A phishing-as-a-service platform (Phaas) named “Lucid” targeted 169 entities in 88 countries using well-designed messages sent to Imessage (iOS) and RCS (Android).
Lucid, which has been exploited by Chinese cybercriminals known as the “ Xinxin group ‘since mid-2023, has been sold to other threat stakeholders via a subscription-based model that gives them access to more than 1000 phishing areas, phlinging sites generated automatically tailor-made and pro-grade spam tools.
Prodaft researchers note that Xinxin also used the Darcula V3 platform for its operations, which indicates a potential connection between the two Phaas platforms.
Lucid subscriptions are sold via a dedicated telegram channel (2,000 members), and customers have access via licenses on a weekly basis.
Massive phishing operation
The threat group claims to send 100,000 SMIMS messages daily via rich communication services (RCS) or Apple Imessage, which are encrypted from start to finish, allowing them to escape spam filters.

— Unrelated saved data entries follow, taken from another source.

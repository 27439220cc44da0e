//! Component D: the document classifier, `handleDoc`.
//!
//! Reclassifies an id after a fetch or a direct-apply from the oplog entry
//! handler, per the decision table in `spec.md` §4.D.

use std::cmp::Ordering;

use crate::{
    matching::MatchingSet,
    types::{
        Document,
        DocumentId,
        Matcher,
        Multiplexer,
    },
};

/// `handleDoc(id, newDoc?)` from spec.md §4.D.
pub fn handle_doc(
    set: &mut MatchingSet,
    matcher: &dyn Matcher,
    id: DocumentId,
    new_doc: Option<Document>,
    mux: &dyn Multiplexer,
) -> anyhow::Result<()> {
    let matches_now = new_doc
        .as_ref()
        .map(|doc| matcher.document_matches(doc).result)
        .unwrap_or(false);
    let published_before = set.published().has(&id);
    let buffered_before = set.unpublished_buffer().has(&id);
    let cached_before = published_before || buffered_before;

    match (matches_now, cached_before) {
        (true, false) => {
            let doc = new_doc.expect("matches_now implies new_doc is Some");
            set.add_matching(id, doc, mux)?;
        },
        (false, true) => {
            set.remove_matching(&id, mux)?;
        },
        (false, false) => {
            // No-op: the document never matched and isn't cached.
        },
        (true, true) if published_before => {
            let doc = new_doc.expect("matches_now implies new_doc is Some");
            handle_published_update(set, id, doc, mux)?;
        },
        (true, true) => {
            // bufferedBefore
            let doc = new_doc.expect("matches_now implies new_doc is Some");
            handle_buffered_update(set, id, doc, mux)?;
        },
    }
    Ok(())
}

fn handle_published_update(
    set: &mut MatchingSet,
    id: DocumentId,
    new_doc: Document,
    mux: &dyn Multiplexer,
) -> anyhow::Result<()> {
    let min_buffered = set
        .unpublished_buffer()
        .min_element_id()
        .map(|mid| set.unpublished_buffer().get(&mid).expect("min exists").clone());

    let stays_published = !set.is_limited()
        || min_buffered
            .as_ref()
            .map(|min_doc| compare(set, &new_doc, min_doc) != Ordering::Greater)
            .unwrap_or(true);

    if stays_published {
        set.change_published(&id, new_doc, mux)?;
        return Ok(());
    }

    set.remove_published(&id, mux)?;
    let max_buffered = set
        .unpublished_buffer()
        .max_element_id()
        .map(|mid| set.unpublished_buffer().get(&mid).expect("max exists").clone());
    let fits_buffer = set.safe_append_to_buffer()
        || max_buffered
            .as_ref()
            .map(|max_doc| compare(set, &new_doc, max_doc) != Ordering::Greater)
            .unwrap_or(false);
    if fits_buffer {
        set.add_buffered(id, new_doc);
    } else {
        set.set_safe_append_to_buffer(false);
    }
    Ok(())
}

fn handle_buffered_update(
    set: &mut MatchingSet,
    id: DocumentId,
    new_doc: Document,
    mux: &dyn Multiplexer,
) -> anyhow::Result<()> {
    set.remove_buffered(&id);

    let max_published = set
        .published()
        .max_element_id()
        .map(|mid| set.published().get(&mid).expect("max exists").clone());
    let promotes = max_published
        .as_ref()
        .map(|max_doc| compare(set, &new_doc, max_doc) == Ordering::Less)
        .unwrap_or(true);

    if promotes {
        set.add_published(id, new_doc, mux)?;
        return Ok(());
    }

    let max_buffered = set
        .unpublished_buffer()
        .max_element_id()
        .map(|mid| set.unpublished_buffer().get(&mid).expect("max exists").clone());
    let fits_buffer = set.safe_append_to_buffer()
        || max_buffered
            .as_ref()
            .map(|max_doc| compare(set, &new_doc, max_doc) != Ordering::Greater)
            .unwrap_or(false);
    if fits_buffer {
        set.add_buffered(id, new_doc);
    } else {
        set.set_safe_append_to_buffer(false);
    }
    Ok(())
}

fn compare(set: &MatchingSet, a: &Document, b: &Document) -> Ordering {
    set.compare_docs(a, b)
}
//! Code for interacting with our metrics logging
#![feature(lazy_cell)]
#![feature(iter_intersperse)]
#![feature(try_blocks)]
#![feature(min_specialization)]
#![feature(type_alias_impl_trait)]
#![feature(impl_trait_in_assoc_type)]

use std::{
    env,
    sync::{
        LazyLock,
        Once,
    },
};

mod labels;
mod macros;
mod metrics;
mod progress;
mod reporting;
mod timer;

pub use crate::{
    labels::*,
    macros::*,
    metrics::*,
    progress::ProgressCounter,
    reporting::{
        get_desc,
        log_counter,
        log_counter_with_labels,
        log_distribution,
        log_distribution_with_labels,
        log_gauge,
        log_gauge_with_labels,
    },
    timer::{
        CancelableTimer,
        StatusTimer,
        Timer,
    },
};

static SERVER_VERSION: LazyLock<Option<String>> = LazyLock::new(|| {
    // Use the version baked in at compile time.
    // In dev/test, use a fallback runtime-set version
    let compile_time = option_env!("CONVEX_RELEASE_VERSION");
    let runtime = env::var("CONVEX_RELEASE_VERSION_DEV").ok();
    compile_time.or(runtime.as_deref()).and_then(|s| {
        if s == "dev" || s.is_empty() {
            return None;
        }
        Some(s.to_owned())
    })
});

fn initialize_server_version() -> String {
    let version_str = SERVER_VERSION
        .as_ref()
        .map(|v| v.to_string())
        .unwrap_or_else(|| "0.0.0".to_owned());
    INIT_VERSION_GAUGE.call_once(|| {
        CONVEX_BINARY_VERSIONS_TOTAL
            .with_label_values(&[&SERVICE_NAME, &version_str])
            .set(1.0);
    });
    version_str
}
pub static SERVER_VERSION_STR: LazyLock<String> = LazyLock::new(initialize_server_version);

register_convex_gauge!(
    CONVEX_BINARY_VERSIONS_TOTAL,
    "Gauge representing the existence of a certain process at a certain version, as indicated in \
     the labels",
    &["binary", "version"]
);
static INIT_VERSION_GAUGE: Once = Once::new();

“The platform uses an automated attack delivery mechanism, deployment of customizable phishing websites mainly distributed via SMS lures”, ” Explain the Prodaft.
“To improve efficiency, Lucid uses Apple Imessage and Android technology, bypassing traditional spam SMS filters and considerably increasing delivery and success rates.”
In addition to escape, the use of these messages also makes the operation profitable, as sending SMS to comparable volumes can have significant costs.
Lucid operators use large -scale iOS and Android devices to send text messages. For Imessage, Lucid uses temporary Apple IDs. For RCS, threat stakeholders use specific implementation defects to the carrier in the validation of the sender.
Source: PRODEAF
In a video shared by Prodaft, you can see threatening actors carrying out phishing campaigns on the move of cars, likely to increase operational security and prevent the application of laws and mobile carriers from determining their location.
Mobile phishing messages have generally usual, tax alerts or missed toll payments, with personalized logos / brand, the appropriate language to correspond to target demography and filtering victims of geolocation.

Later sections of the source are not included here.